The new emphasis by the PBoC was posted on the bank’s website as an FAQ, and effectively, foreign trading platforms are also notably not permitted to operate in the country. “Overseas virtual currency exchanges that use the internet to offer services to domestic residents are also considered illegal financial activity,” the PBoC declared in one of the FAQ sections.

A very unprecedented market dip was ushered in back in the second quarter of the year when the PBoC issued a quit notice to Bitcoin miners operating in the country. The clampdown effectively demoted China as the main hub for Bitcoin’s hashrate, and the entire industry is still hoping to regain lost prices as many coins were dragged off from their All-Time High (ATH) with the unfavorable regulation at the time.

Per the latest Chinese stance on cryptocurrency-related activities, the combined crypto market cap has plunged by 5.57% to $1.84 trillion. The loss was spearheaded by Bitcoin which is currently changing hands at $41,560.40, down 4.44% according to data from CoinMarketCap.
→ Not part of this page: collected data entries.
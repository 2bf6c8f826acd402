//! In-process simulation of the enclave library, for hosts without SGX.
//!
//! [`SimEnclave`] honors the same calling convention as the native library:
//! status codes, caller allocated buffers and out-lengths, and callbacks into
//! the host during invoke. It provides no isolation and its attestation
//! evidence is not verifiable by any real attestation service.

use std::{
    collections::HashMap,
    sync::atomic::{AtomicU64, AtomicUsize, Ordering},
};

use ecc_types::{
    proto::{ChaincodeRequestMessage, ChaincodeResponseMessage, SignedProposal},
    CallContext, EnclaveBackend, EnclaveId, EnclavePublicKey, HostCalls, Status, PUB_KEY_SIZE,
    SPID_SIZE, SUCCESS, TARGET_INFO_SIZE,
};
use p256::SecretKey;
use parking_lot::Mutex;
use prost::Message;
use serde::{Deserialize, Serialize};
use sha2::{Digest, Sha256};
use tracing::{debug, info, warn};

mod chaincode;
pub mod quote;

pub use chaincode::{MAX_RANGE_SIZE, MAX_VALUE_SIZE};
pub use quote::{SimQuote, QUOTE_BASE_SIZE};

/// Status of a transaction the chaincode rejected
pub const ERR_CHAINCODE: Status = 1;
pub const ERR_INVALID_PARAMETER: Status = 0x0002;
pub const ERR_OUT_OF_MEMORY: Status = 0x0003;
pub const ERR_INVALID_ENCLAVE_ID: Status = 0x2002;

/// Credentials document returned by the simulated enclave on creation
#[derive(Serialize, Deserialize, Clone, Debug, PartialEq, Eq)]
pub struct SimCredentials {
    /// Hex encoded DER public key of the enclave
    pub enclave_pk: String,
    /// Hex encoded measurement
    pub mrenclave: String,
}

struct Instance {
    key: SecretKey,
    measurement: [u8; 32],
    peer: Option<[u8; PUB_KEY_SIZE]>,
    bound: bool,
}

impl Instance {
    fn native_pk(&self) -> [u8; PUB_KEY_SIZE] {
        EnclavePublicKey::from(self.key.public_key()).to_native()
    }
}

/// Simulated enclave library
#[derive(Default)]
pub struct SimEnclave {
    instances: Mutex<HashMap<EnclaveId, Instance>>,
    next_eid: AtomicU64,
    inside: AtomicUsize,
    peak: AtomicUsize,
    failures: Mutex<HashMap<&'static str, Status>>,
}

/// Tracks one thread inside the simulated enclave
struct Inside<'a>(&'a SimEnclave);

impl<'a> Inside<'a> {
    fn enter(sim: &'a SimEnclave) -> Self {
        let now = sim.inside.fetch_add(1, Ordering::SeqCst) + 1;
        sim.peak.fetch_max(now, Ordering::SeqCst);
        Self(sim)
    }
}

impl Drop for Inside<'_> {
    fn drop(&mut self) {
        self.0.inside.fetch_sub(1, Ordering::SeqCst);
    }
}

/// Measurement of the enclave built from `enclave_file`
pub fn measurement(enclave_file: &str) -> [u8; 32] {
    Sha256::digest(enclave_file.as_bytes()).into()
}

impl SimEnclave {
    pub fn new() -> Self {
        Self::default()
    }

    /// Make the next call of entry point `op` fail with `status`
    pub fn fail_next(&self, op: &'static str, status: Status) {
        self.failures.lock().insert(op, status);
    }

    /// Highest number of threads seen inside the enclave at once
    pub fn peak_concurrency(&self) -> usize {
        self.peak.load(Ordering::SeqCst)
    }

    pub fn live_instances(&self) -> usize {
        self.instances.lock().len()
    }

    pub fn is_bound(&self, eid: EnclaveId) -> bool {
        self.instances
            .lock()
            .get(&eid)
            .is_some_and(|instance| instance.bound)
    }

    /// Native public key of the peer an instance was bound to
    pub fn peer(&self, eid: EnclaveId) -> Option<[u8; PUB_KEY_SIZE]> {
        self.instances.lock().get(&eid).and_then(|i| i.peer)
    }

    fn injected(&self, op: &'static str) -> Option<Status> {
        self.failures.lock().remove(op)
    }

    fn with_instance<T>(
        &self,
        eid: EnclaveId,
        f: impl FnOnce(&mut Instance) -> Result<T, Status>,
    ) -> Result<T, Status> {
        match self.instances.lock().get_mut(&eid) {
            Some(instance) => f(instance),
            None => Err(ERR_INVALID_ENCLAVE_ID),
        }
    }
}

fn write_out(dst: &mut [u8], src: &[u8], out_len: &mut u32) -> Status {
    match u32::try_from(src.len()) {
        Ok(len) if src.len() <= dst.len() => {
            dst[..src.len()].copy_from_slice(src);
            *out_len = len;
            SUCCESS
        }
        _ => {
            *out_len = 0;
            ERR_OUT_OF_MEMORY
        }
    }
}

fn status_of(res: Result<(), Status>) -> Status {
    res.err().unwrap_or(SUCCESS)
}

impl EnclaveBackend for SimEnclave {
    fn create_enclave(
        &self,
        eid: &mut EnclaveId,
        enclave_file: &str,
        attestation_parameters: &[u8],
        cc_parameters: &[u8],
        host_parameters: &[u8],
        credentials: &mut [u8],
        credentials_len: &mut u32,
    ) -> Status {
        let _inside = Inside::enter(self);
        if let Some(status) = self.injected("create_enclave") {
            return status;
        }

        let seed = Sha256::new()
            .chain_update(attestation_parameters)
            .chain_update(cc_parameters)
            .chain_update(host_parameters)
            .finalize();
        let Ok(key) = SecretKey::from_slice(&seed) else {
            return ERR_INVALID_PARAMETER;
        };
        let instance = Instance {
            key,
            measurement: measurement(enclave_file),
            peer: None,
            bound: false,
        };

        let Ok(der) = EnclavePublicKey::from(instance.key.public_key()).to_der() else {
            return ERR_INVALID_PARAMETER;
        };
        let document = SimCredentials {
            enclave_pk: hex::encode(der),
            mrenclave: hex::encode(instance.measurement),
        };
        let Ok(document) = serde_json::to_vec(&document) else {
            return ERR_INVALID_PARAMETER;
        };
        let status = write_out(credentials, &document, credentials_len);
        if status != SUCCESS {
            return status;
        }

        *eid = self.next_eid.fetch_add(1, Ordering::SeqCst) + 1;
        self.instances.lock().insert(*eid, instance);
        info!(eid = *eid, "simulated enclave created");
        SUCCESS
    }

    fn destroy_enclave(&self, eid: EnclaveId) -> Status {
        if let Some(status) = self.injected("destroy_enclave") {
            return status;
        }
        match self.instances.lock().remove(&eid) {
            Some(_) => SUCCESS,
            None => ERR_INVALID_ENCLAVE_ID,
        }
    }

    fn get_target_info(&self, eid: EnclaveId, target_info: &mut [u8; TARGET_INFO_SIZE]) -> Status {
        let _inside = Inside::enter(self);
        if let Some(status) = self.injected("get_target_info") {
            return status;
        }
        status_of(self.with_instance(eid, |instance| {
            target_info.fill(0);
            target_info[..32].copy_from_slice(&instance.measurement);
            Ok(())
        }))
    }

    fn get_quote_size(&self, sig_rl: Option<&[u8]>, quote_size: &mut u32) -> Status {
        let size = SimQuote::size(sig_rl.map_or(0, <[u8]>::len));
        match u32::try_from(size) {
            Ok(size) => {
                *quote_size = size;
                SUCCESS
            }
            Err(_) => ERR_INVALID_PARAMETER,
        }
    }

    fn get_remote_attestation_report(
        &self,
        eid: EnclaveId,
        quote: &mut [u8],
        pubkey: &mut [u8; PUB_KEY_SIZE],
        spid: &[u8; SPID_SIZE],
        sig_rl: Option<&[u8]>,
    ) -> Status {
        let _inside = Inside::enter(self);
        if let Some(status) = self.injected("get_remote_attestation_report") {
            return status;
        }
        status_of(self.with_instance(eid, |instance| {
            let native = instance.native_pk();
            let bytes =
                SimQuote::new(*spid, instance.measurement, &native, sig_rl.unwrap_or_default())
                    .to_vec();
            if quote.len() < bytes.len() {
                return Err(ERR_INVALID_PARAMETER);
            }
            quote[..bytes.len()].copy_from_slice(&bytes);
            *pubkey = native;
            Ok(())
        }))
    }

    fn bind(
        &self,
        eid: EnclaveId,
        report: Option<&[u8]>,
        pubkey: Option<&[u8; PUB_KEY_SIZE]>,
    ) -> Status {
        let _inside = Inside::enter(self);
        if let Some(status) = self.injected("bind") {
            return status;
        }
        status_of(self.with_instance(eid, |instance| {
            instance.peer = match (report, pubkey) {
                (Some(_), Some(pubkey)) => {
                    if EnclavePublicKey::from_native(pubkey).is_err() {
                        return Err(ERR_INVALID_PARAMETER);
                    }
                    Some(*pubkey)
                }
                _ => None,
            };
            instance.bound = true;
            Ok(())
        }))
    }

    fn invoke(
        &self,
        eid: EnclaveId,
        signed_proposal: &[u8],
        request: &[u8],
        response: &mut [u8],
        response_len: &mut u32,
        ctx: CallContext,
        host: &dyn HostCalls,
    ) -> Status {
        let _inside = Inside::enter(self);
        *response_len = 0;
        if let Some(status) = self.injected("invoke") {
            return status;
        }
        if !self.instances.lock().contains_key(&eid) {
            return ERR_INVALID_ENCLAVE_ID;
        }
        if SignedProposal::decode(signed_proposal).is_err() {
            return ERR_INVALID_PARAMETER;
        }
        let Ok(args) = ChaincodeRequestMessage::decode(request).and_then(|m| m.args()) else {
            return ERR_INVALID_PARAMETER;
        };

        // the instance lock is not held here, callbacks may take a while
        let payload = match chaincode::execute(&args, host, ctx) {
            Ok(payload) => payload,
            Err(message) => {
                warn!(%ctx, reason = %message, "chaincode rejected transaction");
                return ERR_CHAINCODE;
            }
        };
        debug!(%ctx, len = payload.len(), "transaction executed");

        let envelope = ChaincodeResponseMessage {
            encrypted_response: payload,
        }
        .encode_to_vec();
        write_out(response, &envelope, response_len)
    }
}
use std::path::PathBuf;

use clap::Parser;
use color_eyre::Result;

use ecc_node::{config::Config, mrenclave::read_mr_enclave};

#[derive(Parser)]
pub struct MrEnclaveArgs {
    /// File holding the measurement. Defaults to the configured path.
    #[arg(short, long)]
    pub path: Option<PathBuf>,
}

impl MrEnclaveArgs {
    pub fn execute(self, config: Config) -> Result<()> {
        let path = self.path.unwrap_or(config.enclave.mrenclave_path);
        println!("{}", read_mr_enclave(path)?);
        Ok(())
    }
}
Ethereum (ETH), and Binance Coin (BNB) were down 7.48% and 6.57% with Cardano (ADA) amongst the few coins yet to feel the weight of the impending clampdown. At the time of writing, Cardano is trading at $2.27, atop a 3.47% in the past 24 hours.

China Cryptocurrency Clampdown: Impact Spreading Across the Board

Besides digital currencies that are currency plunging in today’s trading sessions, cryptocurrency-related stocks are also taking the heat. While Coinbase Global Inc (NASDAQ: COIN) is down 3.81% in the pre-market at $ 228.45 per share, Argo Blockchain PLC (LON: ARB) has also shed off 12.76% of its price valuation to be changing hands at GBX123.88.

“The Chinese regulators have always been extreme in their views and these comments are not new,” said Vijay Ayyar, head of Asia Pacific at digital currency exchange Luno. “They have said these things many times in the past. But the reaction is interesting purely because we are anyway in a slightly nervous environment for crypto with the recent SEC comments and overall macro environment with the Evergrande news. So any comments of this nature will cause a sell off in risky assets.”  

Despite these sell-offs, Vijay believes that the industry is still on a clear path towards imminent growth surges provided Bitcoin continues to trade above the $40,000 support.

“Overall, we’ve seen this play out many times in the past, with such dips being inorganic and bought up quite quickly especially in environments where crypto is in a bull market cycle. Hence, price action wise, as long as we don’t drop below $38,000 on a high time frame basis, we are still in bullish territory,” he said.